Presentation information

Poster

IASPEI Symposia » S13. Earthquake source mechanics

[S13-P] Poster

Fri. Aug 4, 2017 3:00 PM - 4:00 PM Event Hall (The KOBE Chamber of Commerce and Industry, 2F)

3:00 PM - 4:00 PM

[S13-P-04] An evolutive quasi-real-time source inversion based on a linear inverse formulation

Hugo Sanchez Reyes1, Josue Tago Pacheco2, Victor Cruz Atienza2, Ludovic Metivier1,3, Marcial Contreras Zazueta2, Jean Virieux1 (1.Institut des Sciences de la Terre, Grenoble, France, 2.Universidad Nacional Autonoma de Mexico, CDMX, Mexico, 3.Laboratoire Jean Kuntzmann, Grenoble, France)

Finite source inversion is a steppingstone to unveil earthquake rupture. Significant progress has been made on approaches regarding earthquake imaging, thanks to new data acquisition and methodological advances. However, most of these techniques are posterior procedures once seismograms are available. Incorporating source parameters estimation into early warning systems would require to update the source build-up while recording data.

We developed a kinematic source inversion formulated in the time-domain, for which seismograms are linearly related to the slip distribution on the fault through convolutions with Green functions previously estimated and stored. These convolutions are performed in the time-domain as we progressively increase the time window of records at each station specifically. Selected unknowns are the spatio-temporal slip-rate distribution to keep the linearity of the forward problem with respect to unknowns. Through the spatial extension of the expected rupture zone, we progressively build-up the slip-rate when adding new data by assuming rupture causality.

This formulation is based on the adjoint-state method for efficiency. The inverse problem is non-unique and, in most cases, underdetermined. While standard regularization terms are used for stabilizing the inversion, we avoid strategies based on parameter reduction leading to an unwanted non-linear relationship between parameters and seismograms for our progressive build-up.

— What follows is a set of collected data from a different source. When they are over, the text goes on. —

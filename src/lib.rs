#![allow(clippy::module_inception)]

use std::{io::Write, time::Instant};

use crate::{
    ast::{ast::Ast, types::TypeTable},
    errors::errors::{Diagnostic, Error, ErrorTip},
    lexer::lexer::tokenize,
    parser::parser::parse,
    type_checker::type_checker::type_check,
};

pub mod ast;
pub mod errors;
pub mod interpreter;
pub mod lexer;
pub mod macros;
pub mod parser;
pub mod stack;
pub mod type_checker;

extern crate regex;

/// Byte offset into the source and the 1-based line it falls on.
#[derive(Debug, Clone, Copy, PartialEq, Eq, Default)]
pub struct Position {
    pub offset: u32,
    pub line: u32,
}

#[derive(Debug, Clone, Copy, PartialEq, Eq, Default)]
pub struct Span {
    pub start: Position,
    pub end: Position,
}

/// Finds the line containing byte `offset`: its number, its text and the
/// offset within it. `None` when the offset is past the end of `source`.
pub fn get_line_at_position(source: &str, offset: u32) -> Option<(usize, String, usize)> {
    let pos = offset as usize;
    let mut start = 0;

    for (index, line) in source.split_inclusive('\n').enumerate() {
        let end = start + line.len();
        if (start..end).contains(&pos) {
            return Some((index + 1, line.to_string(), pos - start));
        }
        start = end;
    }

    None
}

/// A program that made it through every static phase.
#[derive(Debug)]
pub struct Program {
    pub ast: Ast,
    pub types: TypeTable,
}

/// Why a program is refused before it runs.
#[derive(Debug)]
pub enum Rejection {
    Lexical(Error),
    Syntax(Error),
    /// Every finding of the type checker, in source order
    Static(Vec<Diagnostic>),
}

/// Tokenizes, parses and checks `source`.
pub fn front_end(source: &str) -> Result<Program, Rejection> {
    let start = Instant::now();
    let tokens = tokenize(source).map_err(Rejection::Lexical)?;
    tracing::debug!(tokens = tokens.len(), elapsed = ?start.elapsed(), "tokenized");

    let parse_start = Instant::now();
    let ast = parse(tokens).map_err(Rejection::Syntax)?;
    tracing::debug!(statements = ast.stmt_count(), elapsed = ?parse_start.elapsed(), "parsed");

    let check_start = Instant::now();
    let outcome = type_check(&ast);
    tracing::debug!(elapsed = ?check_start.elapsed(), "type checked");

    if outcome.has_error() {
        return Err(Rejection::Static(outcome.diagnostics));
    }

    Ok(Program {
        ast,
        types: outcome.types,
    })
}

pub fn display_error(error: &Error, file_name: &str, source: &str, out: &mut impl Write) -> std::io::Result<()> {
    /*
        Error: name (tip)
        -> program.m
           |
        20 | x = A[5];
           | ----^
    */

    if let ErrorTip::None = error.get_tip() {
        writeln!(out, "Error: {}", error.get_error_name())?;
    } else {
        writeln!(out, "Error: {} ({})", error.get_error_name(), error.get_tip())?;
    }
    writeln!(out, "-> {}", file_name)?;

    let position = error.get_position();
    let Some((line, line_text, line_pos)) = get_line_at_position(source, position.offset) else {
        return writeln!(out, "at end of input, line {}", position.line);
    };

    let line_string = line.to_string();
    let padding = line_string.len() + 2;
    writeln!(out, "{:>padding$}", "|")?;

    let (line_text_removed, removed_whitespace) = remove_starting_whitespace(&line_text);
    writeln!(out, "{} | {}", line_string, line_text_removed.trim_end())?;

    let arrows = line_pos.saturating_sub(removed_whitespace) + 1;
    writeln!(out, "{:>padding$} {:->arrows$}", "|", "^")
}

fn remove_starting_whitespace(string: &str) -> (&str, usize) {
    let start = string.len() - string.trim_start_matches(|c: char| c == ' ' || c == '\t').len();
    (&string[start..], start)
}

Rise time, rupture velocity and other quantities can be extracted later on as attributes from the slip-rate inversion we perform.

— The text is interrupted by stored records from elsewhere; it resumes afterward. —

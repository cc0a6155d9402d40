//! Recursion guard for the parser, checker and evaluator.
//!
//! Deeply nested expressions recurse through the host call stack. Instead of
//! relying on a fixed stack size, every recursive entry point runs through
//! [`ensure_sufficient_stack`], which grows the stack on demand.

/// If less than this remains, the stack is grown before recursing.
const RED_ZONE: usize = 100 * 1024;

/// Size of each newly allocated stack segment.
const STACK_PER_RECURSION: usize = 1024 * 1024;

#[inline]
#[cfg(not(target_arch = "wasm32"))]
pub fn ensure_sufficient_stack<R>(f: impl FnOnce() -> R) -> R {
    stacker::maybe_grow(RED_ZONE, STACK_PER_RECURSION, f)
}

#[inline]
#[cfg(target_arch = "wasm32")]
pub fn ensure_sufficient_stack<R>(f: impl FnOnce() -> R) -> R {
    f()
}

Satisfactory results are obtained on a synthetic example proposed by the Source Inversion Validation project (Mai et al. 2011). The application of this method to the Kumamoto 2016 earthquake is currently being explored. Our specific formulation combined with simple prior information, as well as numerical results obtained so far, yields interesting perspectives for a quasi-real-time implementation.